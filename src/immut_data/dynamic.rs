use std::{collections::HashSet, str::FromStr, time::Duration};

use once_cell::sync::Lazy;
use regex::Regex;
use serenity::model::prelude::UserId;
use shuttle_secrets::SecretStore;

use crate::engine::EngineCfg;

use super::consts::{
    DEFAULT_GUILD_TIMEOUT_MINUTES, DEFAULT_MAX_PAGES, DEFAULT_PREFIX, DEFAULT_TICK_HOURS,
};

pub(crate) static WHITESPACE: Lazy<Regex> = Lazy::new(|| Regex::new(r"[\s\n\r\t]+").unwrap());

/// Anything a Discord client would render as a clickable link.
pub(crate) static URL: Lazy<Regex> =
    Lazy::new(|| Regex::new(r"(?i)\b(?:https?|ftp)://[^\s<>]+|<https?://[^\s>]+>").unwrap());

/// Role mention (`<@&123>`), channel mention (`<#123>`) or a bare snowflake.
pub(crate) static SNOWFLAKE_REF: Lazy<Regex> =
    Lazy::new(|| Regex::new(r"^(?:<@&(\d{1,20})>|<#(\d{1,20})>|(\d{1,20}))$").unwrap());

#[derive(Debug, thiserror::Error)]
pub(crate) enum CfgError {
    #[error("Secret `{0}` is required but missing")]
    Missing(&'static str),
    #[error("Secret `{key}` has an invalid value `{value}`")]
    Invalid { key: &'static str, value: String },
}

/// The configuration of the bot.
#[derive(Debug, Clone)]
pub(crate) struct BotCfg {
    pub(crate) discord_token: String,
    pub(crate) discord_prefix: String,
    pub(crate) owners: HashSet<UserId>,
    pub(crate) engine: EngineCfg,
}

impl BotCfg {
    pub(crate) fn new(secret_store: &SecretStore) -> Result<Self, CfgError> {
        Self::from_lookup(|key| secret_store.get(key))
    }

    pub(crate) fn from_lookup(lookup: impl Fn(&str) -> Option<String>) -> Result<Self, CfgError> {
        let discord_token = lookup("DISCORD_TOKEN").ok_or(CfgError::Missing("DISCORD_TOKEN"))?;
        let discord_prefix = lookup("DISCORD_PREFIX").unwrap_or_else(|| DEFAULT_PREFIX.to_owned());

        let owners = match lookup("BOT_OWNERS") {
            Some(raw) => raw
                .split(',')
                .map(str::trim)
                .filter(|s| !s.is_empty())
                .map(|s| {
                    s.parse::<u64>().map(UserId).map_err(|_| CfgError::Invalid {
                        key: "BOT_OWNERS",
                        value: raw.clone(),
                    })
                })
                .collect::<Result<HashSet<_>, _>>()?,
            None => HashSet::new(),
        };

        let tick_hours: u64 = parsed(&lookup, "REWARDROLE_TICK_HOURS", DEFAULT_TICK_HOURS)?;
        if tick_hours == 0 {
            return Err(CfgError::Invalid {
                key: "REWARDROLE_TICK_HOURS",
                value: tick_hours.to_string(),
            });
        }
        let timeout_minutes: u64 = parsed(
            &lookup,
            "REWARDROLE_GUILD_TIMEOUT_MINUTES",
            DEFAULT_GUILD_TIMEOUT_MINUTES,
        )?;
        let max_pages: u32 = parsed(&lookup, "REWARDROLE_MAX_PAGES", DEFAULT_MAX_PAGES)?;

        let engine = EngineCfg {
            tick_interval: Duration::from_secs(tick_hours * 60 * 60),
            guild_timeout: (timeout_minutes > 0).then(|| Duration::from_secs(timeout_minutes * 60)),
            max_pages: max_pages.max(1),
        };

        Ok(Self {
            discord_token,
            discord_prefix,
            owners,
            engine,
        })
    }
}

fn parsed<T: FromStr>(
    lookup: &impl Fn(&str) -> Option<String>,
    key: &'static str,
    default: T,
) -> Result<T, CfgError> {
    match lookup(key) {
        Some(value) => value
            .trim()
            .parse::<T>()
            .map_err(|_| CfgError::Invalid { key, value }),
        None => Ok(default),
    }
}
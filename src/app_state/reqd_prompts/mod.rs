//! Prompts that wait for the invoking admin's next message.

use std::time::{Duration, Instant};

use serenity::model::prelude::{ChannelId, GuildId, UserId};

use crate::immut_data::consts::CONFIRMATION_TIMEOUT;

#[derive(Debug, Clone, Copy, PartialEq, Eq)]
pub(crate) enum Confirmation {
    Confirmed,
    Declined,
    TimedOut,
}

/// A pending `rewardrole reset`, answered with `yes` or `no`.
#[derive(Debug, Clone, PartialEq, Eq)]
pub(crate) struct ResetPrompt {
    pub(crate) guild: GuildId,
    pub(crate) channel: ChannelId,
    pub(crate) author: UserId,
    pub(crate) asked_at: Instant,
}

impl ResetPrompt {
    pub(crate) fn new(guild: GuildId, channel: ChannelId, author: UserId) -> Self {
        Self {
            guild,
            channel,
            author,
            asked_at: Instant::now(),
        }
    }

    fn expired(&self, now: Instant, timeout: Duration) -> bool {
        now.saturating_duration_since(self.asked_at) >= timeout
    }

    /// Anything but an explicit yes declines.
    pub(crate) fn answer(&self, reply: &str, now: Instant) -> Confirmation {
        if self.expired(now, CONFIRMATION_TIMEOUT) {
            return Confirmation::TimedOut;
        }
        match reply.trim().to_lowercase().as_str() {
            "yes" | "y" => Confirmation::Confirmed,
            _ => Confirmation::Declined,
        }
    }
}

#[derive(Default, Debug)]
pub(crate) struct ReqdPrompts {
    pub(crate) reset: Vec<ResetPrompt>,
}

impl ReqdPrompts {
    /// Starts a prompt, replacing an older one of the same admin in the same guild.
    pub(crate) fn ask_reset(&mut self, prompt: ResetPrompt) {
        self.reset
            .retain(|p| !(p.guild == prompt.guild && p.author == prompt.author));
        self.reset.push(prompt);
    }

    /// Resolves the prompt `author` has open in `channel`, if any.
    pub(crate) fn take_answer(
        &mut self,
        channel: ChannelId,
        author: UserId,
        reply: &str,
        now: Instant,
    ) -> Option<(ResetPrompt, Confirmation)> {
        let i = self
            .reset
            .iter()
            .position(|p| p.channel == channel && p.author == author)?;
        let prompt = self.reset.remove(i);
        let confirmation = prompt.answer(reply, now);
        Some((prompt, confirmation))
    }

    /// Drops and returns the prompts nobody answered in time.
    pub(crate) fn expire(&mut self, now: Instant) -> Vec<ResetPrompt> {
        let (expired, pending): (Vec<ResetPrompt>, Vec<ResetPrompt>) =
            std::mem::take(&mut self.reset)
                .into_iter()
                .partition(|p| p.expired(now, CONFIRMATION_TIMEOUT));
        self.reset = pending;
        expired
    }
}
------------------------------
▶ _Aim of the task_:
Each record is to be repeated word for word, with none skipped.

▶ _Task solution_:
filename src/immut_data/dynamic.rs
use std::{collections::HashSet, str::FromStr, time::Duration};

use once_cell::sync::Lazy;
use regex::Regex;
use serenity::model::prelude::UserId;
use shuttle_secrets::SecretStore;

use crate::engine::EngineCfg;

use super::consts::{
    DEFAULT_GUILD_TIMEOUT_MINUTES, DEFAULT_MAX_PAGES, DEFAULT_PREFIX, DEFAULT_TICK_HOURS,
};

pub(crate) static WHITESPACE: Lazy<Regex> = Lazy::new(|| Regex::new(r"[\s\n\r\t]+").unwrap());

/// Anything a Discord client would render as a clickable link.
pub(crate) static URL: Lazy<Regex> =
    Lazy::new(|| Regex::new(r"(?i)\b(?:https?|ftp)://[^\s<>]+|<https?://[^\s>]+>").unwrap());

/// Role mention (`<@&123>`), channel mention (`<#123>`) or a bare snowflake.
pub(crate) static SNOWFLAKE_REF: Lazy<Regex> =
    Lazy::new(|| Regex::new(r"^(?:<@&(\d{1,20})>|<#(\d{1,20})>|(\d{1,20}))$").unwrap());

#[derive(Debug, thiserror::Error)]
pub(crate) enum CfgError {
    #[error("Secret `{0}` is required but missing")]
    Missing(&'static str),
    #[error("Secret `{key}` has an invalid value `{value}`")]
    Invalid { key: &'static str, value: String },
}

/// The configuration of the bot.
#[derive(Debug, Clone)]
pub(crate) struct BotCfg {
    pub(crate) discord_token: String,
    pub(crate) discord_prefix: String,
    pub(crate) owners: HashSet<UserId>,
    pub(crate) engine: EngineCfg,
}

impl BotCfg {
    pub(crate) fn new(secret_store: &SecretStore) -> Result<Self, CfgError> {
        Self::from_lookup(|key| secret_store.get(key))
    }

    pub(crate) fn from_lookup(lookup: impl Fn(&str) -> Option<String>) -> Result<Self, CfgError> {
        let discord_token = lookup("DISCORD_TOKEN").ok_or(CfgError::Missing("DISCORD_TOKEN"))?;
        let discord_prefix = lookup("DISCORD_PREFIX").unwrap_or_else(|| DEFAULT_PREFIX.to_owned());

        let owners = match lookup("BOT_OWNERS") {
            Some(raw) => raw
                .split(',')
                .map(str::trim)
                .filter(|s| !s.is_empty())
                .map(|s| {
                    s.parse::<u64>().map(UserId).map_err(|_| CfgError::Invalid {
                        key: "BOT_OWNERS",
                        value: raw.clone(),
                    })
                })
                .collect::<Result<HashSet<_>, _>>()?,
            None => HashSet::new(),
        };

        let tick_hours: u64 = parsed(&lookup, "REWARDROLE_TICK_HOURS", DEFAULT_TICK_HOURS)?;
        if tick_hours == 0 {
            return Err(CfgError::Invalid {
                key: "REWARDROLE_TICK_HOURS",
                value: tick_hours.to_string(),
            });
        }
        let timeout_minutes: u64 = parsed(
            &lookup,
            "REWARDROLE_GUILD_TIMEOUT_MINUTES",
            DEFAULT_GUILD_TIMEOUT_MINUTES,
        )?;
        let max_pages: u32 = parsed(&lookup, "REWARDROLE_MAX_PAGES", DEFAULT_MAX_PAGES)?;

        let engine = EngineCfg {
            tick_interval: Duration::from_secs(tick_hours * 60 * 60),
            guild_timeout: (timeout_minutes > 0).then(|| Duration::from_secs(timeout_minutes * 60)),
            max_pages: max_pages.max(1),
        };

        Ok(Self {
            discord_token,
            discord_prefix,
            owners,
            engine,
        })
    }
}

fn parsed<T: FromStr>(
    lookup: &impl Fn(&str) -> Option<String>,
    key: &'static str,
    default: T,
) -> Result<T, CfgError> {
    match lookup(key) {
        Some(value) => value
            .trim()
            .parse::<T>()
            .map_err(|_| CfgError::Invalid { key, value }),
        None => Ok(default),
    }
}
filename src/app_state/reqd_prompts/mod.rs
//! Prompts that wait for the invoking admin's next message.

use std::time::{Duration, Instant};

use serenity::model::prelude::{ChannelId, GuildId, UserId};

use crate::immut_data::consts::CONFIRMATION_TIMEOUT;

#[derive(Debug, Clone, Copy, PartialEq, Eq)]
pub(crate) enum Confirmation {
    Confirmed,
    Declined,
    TimedOut,
}

/// A pending `rewardrole reset`, answered with `yes` or `no`.
#[derive(Debug, Clone, PartialEq, Eq)]
pub(crate) struct ResetPrompt {
    pub(crate) guild: GuildId,
    pub(crate) channel: ChannelId,
    pub(crate) author: UserId,
    pub(crate) asked_at: Instant,
}

impl ResetPrompt {
    pub(crate) fn new(guild: GuildId, channel: ChannelId, author: UserId) -> Self {
        Self {
            guild,
            channel,
            author,
            asked_at: Instant::now(),
        }
    }

    fn expired(&self, now: Instant, timeout: Duration) -> bool {
        now.saturating_duration_since(self.asked_at) >= timeout
    }

    /// Anything but an explicit yes declines.
    pub(crate) fn answer(&self, reply: &str, now: Instant) -> Confirmation {
        if self.expired(now, CONFIRMATION_TIMEOUT) {
            return Confirmation::TimedOut;
        }
        match reply.trim().to_lowercase().as_str() {
            "yes" | "y" => Confirmation::Confirmed,
            _ => Confirmation::Declined,
        }
    }
}

#[derive(Default, Debug)]
pub(crate) struct ReqdPrompts {
    pub(crate) reset: Vec<ResetPrompt>,
}

impl ReqdPrompts {
    /// Starts a prompt, replacing an older one of the same admin in the same guild.
    pub(crate) fn ask_reset(&mut self, prompt: ResetPrompt) {
        self.reset
            .retain(|p| !(p.guild == prompt.guild && p.author == prompt.author));
        self.reset.push(prompt);
    }

    /// Resolves the prompt `author` has open in `channel`, if any.
    pub(crate) fn take_answer(
        &mut self,
        channel: ChannelId,
        author: UserId,
        reply: &str,
        now: Instant,
    ) -> Option<(ResetPrompt, Confirmation)> {
        let i = self
            .reset
            .iter()
            .position(|p| p.channel == channel && p.author == author)?;
        let prompt = self.reset.remove(i);
        let confirmation = prompt.answer(reply, now);
        Some((prompt, confirmation))
    }

    /// Drops and returns the prompts nobody answered in time.
    pub(crate) fn expire(&mut self, now: Instant) -> Vec<ResetPrompt> {
        let (expired, pending): (Vec<ResetPrompt>, Vec<ResetPrompt>) =
            std::mem::take(&mut self.reset)
                .into_iter()
                .partition(|p| p.expired(now, CONFIRMATION_TIMEOUT));
        self.reset = pending;
        expired
    }
}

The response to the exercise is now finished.